═══ Supplied records
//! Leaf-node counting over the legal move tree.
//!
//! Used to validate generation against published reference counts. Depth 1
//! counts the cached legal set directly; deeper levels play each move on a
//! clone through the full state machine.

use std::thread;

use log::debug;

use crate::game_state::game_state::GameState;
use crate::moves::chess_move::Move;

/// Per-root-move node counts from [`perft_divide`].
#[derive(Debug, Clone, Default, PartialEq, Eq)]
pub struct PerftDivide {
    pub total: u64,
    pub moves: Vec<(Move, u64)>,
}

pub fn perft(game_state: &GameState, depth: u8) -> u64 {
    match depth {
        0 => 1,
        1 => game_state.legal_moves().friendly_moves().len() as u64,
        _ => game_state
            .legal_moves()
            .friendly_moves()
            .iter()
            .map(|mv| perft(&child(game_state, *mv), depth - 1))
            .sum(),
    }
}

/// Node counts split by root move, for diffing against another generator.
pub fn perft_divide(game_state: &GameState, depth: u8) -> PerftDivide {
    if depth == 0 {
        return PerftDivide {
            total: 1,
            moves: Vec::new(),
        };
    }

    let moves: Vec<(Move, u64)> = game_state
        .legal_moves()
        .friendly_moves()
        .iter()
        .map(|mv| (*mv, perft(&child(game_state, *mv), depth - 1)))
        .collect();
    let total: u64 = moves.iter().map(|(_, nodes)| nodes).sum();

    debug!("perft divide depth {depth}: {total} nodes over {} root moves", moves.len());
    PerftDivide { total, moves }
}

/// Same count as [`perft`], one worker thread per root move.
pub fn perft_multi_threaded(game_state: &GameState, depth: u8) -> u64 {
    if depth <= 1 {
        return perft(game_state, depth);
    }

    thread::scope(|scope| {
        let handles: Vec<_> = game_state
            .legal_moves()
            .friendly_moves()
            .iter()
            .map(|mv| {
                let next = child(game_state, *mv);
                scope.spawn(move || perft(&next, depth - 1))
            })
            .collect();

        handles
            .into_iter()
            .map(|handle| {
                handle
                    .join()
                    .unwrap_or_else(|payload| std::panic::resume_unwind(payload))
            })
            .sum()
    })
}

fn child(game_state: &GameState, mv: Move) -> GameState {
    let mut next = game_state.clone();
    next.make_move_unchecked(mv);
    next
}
══════
═══ Supplied records
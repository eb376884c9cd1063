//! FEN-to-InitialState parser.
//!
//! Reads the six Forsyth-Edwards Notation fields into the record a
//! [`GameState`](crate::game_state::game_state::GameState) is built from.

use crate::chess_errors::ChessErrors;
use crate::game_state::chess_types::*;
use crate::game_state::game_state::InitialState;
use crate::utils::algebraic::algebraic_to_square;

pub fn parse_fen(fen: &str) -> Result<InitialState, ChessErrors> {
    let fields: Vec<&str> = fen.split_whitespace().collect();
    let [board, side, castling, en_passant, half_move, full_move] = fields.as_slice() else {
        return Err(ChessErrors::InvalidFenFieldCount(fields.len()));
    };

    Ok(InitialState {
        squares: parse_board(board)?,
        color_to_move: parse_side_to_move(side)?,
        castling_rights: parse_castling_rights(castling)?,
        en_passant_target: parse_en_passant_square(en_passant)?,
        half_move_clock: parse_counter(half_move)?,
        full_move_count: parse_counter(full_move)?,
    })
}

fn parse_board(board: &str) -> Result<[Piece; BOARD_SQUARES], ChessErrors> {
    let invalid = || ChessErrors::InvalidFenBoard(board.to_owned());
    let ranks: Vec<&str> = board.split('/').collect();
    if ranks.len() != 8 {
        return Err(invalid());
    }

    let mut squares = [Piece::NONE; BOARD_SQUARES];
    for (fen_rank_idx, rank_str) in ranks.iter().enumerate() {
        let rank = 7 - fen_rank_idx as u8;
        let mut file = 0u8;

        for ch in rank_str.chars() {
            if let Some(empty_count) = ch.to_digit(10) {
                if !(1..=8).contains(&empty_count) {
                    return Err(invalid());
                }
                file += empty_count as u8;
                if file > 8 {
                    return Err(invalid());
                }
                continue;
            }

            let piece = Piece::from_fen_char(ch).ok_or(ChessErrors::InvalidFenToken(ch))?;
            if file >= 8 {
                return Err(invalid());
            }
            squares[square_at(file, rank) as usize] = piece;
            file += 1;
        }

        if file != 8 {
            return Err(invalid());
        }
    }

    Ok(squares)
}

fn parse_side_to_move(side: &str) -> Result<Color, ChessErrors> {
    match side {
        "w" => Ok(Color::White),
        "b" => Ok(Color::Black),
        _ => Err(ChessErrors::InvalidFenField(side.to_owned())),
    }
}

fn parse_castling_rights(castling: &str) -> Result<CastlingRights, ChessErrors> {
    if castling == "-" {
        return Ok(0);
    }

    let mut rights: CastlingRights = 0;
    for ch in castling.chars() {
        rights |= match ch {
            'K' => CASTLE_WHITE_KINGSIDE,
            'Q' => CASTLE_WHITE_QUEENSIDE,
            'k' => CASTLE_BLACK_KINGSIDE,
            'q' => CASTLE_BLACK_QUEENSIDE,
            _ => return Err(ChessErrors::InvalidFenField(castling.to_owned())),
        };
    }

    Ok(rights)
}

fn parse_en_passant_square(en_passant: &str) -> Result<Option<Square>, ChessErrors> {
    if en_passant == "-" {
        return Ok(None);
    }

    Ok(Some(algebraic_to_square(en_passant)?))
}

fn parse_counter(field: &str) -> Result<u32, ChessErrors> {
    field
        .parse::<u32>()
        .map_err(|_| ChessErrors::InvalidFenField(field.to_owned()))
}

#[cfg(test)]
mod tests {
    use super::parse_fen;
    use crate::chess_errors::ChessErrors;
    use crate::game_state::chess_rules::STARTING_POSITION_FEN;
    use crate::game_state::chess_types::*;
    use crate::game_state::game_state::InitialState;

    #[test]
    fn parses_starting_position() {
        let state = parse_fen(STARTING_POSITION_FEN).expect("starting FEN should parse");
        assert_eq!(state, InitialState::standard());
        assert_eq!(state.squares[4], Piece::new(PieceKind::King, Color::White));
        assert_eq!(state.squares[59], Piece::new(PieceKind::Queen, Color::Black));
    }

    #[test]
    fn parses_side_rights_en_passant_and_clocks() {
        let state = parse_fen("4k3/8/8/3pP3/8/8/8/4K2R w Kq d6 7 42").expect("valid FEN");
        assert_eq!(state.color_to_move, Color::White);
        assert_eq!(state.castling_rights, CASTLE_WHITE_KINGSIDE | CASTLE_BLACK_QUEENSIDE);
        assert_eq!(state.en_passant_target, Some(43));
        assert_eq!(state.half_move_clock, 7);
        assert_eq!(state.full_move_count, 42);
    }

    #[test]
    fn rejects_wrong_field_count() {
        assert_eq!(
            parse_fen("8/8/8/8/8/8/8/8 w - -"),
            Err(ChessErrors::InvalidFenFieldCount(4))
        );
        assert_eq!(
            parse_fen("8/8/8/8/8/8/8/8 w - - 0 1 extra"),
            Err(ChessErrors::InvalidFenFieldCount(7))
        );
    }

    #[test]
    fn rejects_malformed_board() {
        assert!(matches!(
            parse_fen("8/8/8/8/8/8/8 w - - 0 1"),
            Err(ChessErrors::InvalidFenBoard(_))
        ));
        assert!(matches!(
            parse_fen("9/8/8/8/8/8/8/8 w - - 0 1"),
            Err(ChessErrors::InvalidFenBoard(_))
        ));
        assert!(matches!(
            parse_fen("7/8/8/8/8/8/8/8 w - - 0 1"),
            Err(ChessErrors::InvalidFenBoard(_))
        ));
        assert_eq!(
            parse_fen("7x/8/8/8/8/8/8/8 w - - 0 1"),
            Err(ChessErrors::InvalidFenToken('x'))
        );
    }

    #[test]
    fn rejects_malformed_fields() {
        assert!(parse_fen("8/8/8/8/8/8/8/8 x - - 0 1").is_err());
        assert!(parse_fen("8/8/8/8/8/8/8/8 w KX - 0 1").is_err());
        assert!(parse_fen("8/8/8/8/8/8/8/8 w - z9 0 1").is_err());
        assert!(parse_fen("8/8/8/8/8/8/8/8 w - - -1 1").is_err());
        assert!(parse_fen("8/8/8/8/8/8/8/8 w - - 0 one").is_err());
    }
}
══════
* **Task statement**: Using the entries above, return exactly the lines from the line with "legal move tree." to the line with "Per-root-move node counts", counting both of those lines.

* **Task result**:
//! Leaf-node counting over the legal move tree.
//!
//! Used to validate generation against published reference counts. Depth 1
//! counts the cached legal set directly; deeper levels play each move on a
//! clone through the full state machine.

use std::thread;

use log::debug;

use crate::game_state::game_state::GameState;
use crate::moves::chess_move::Move;

/// Per-root-move node counts from [`perft_divide`].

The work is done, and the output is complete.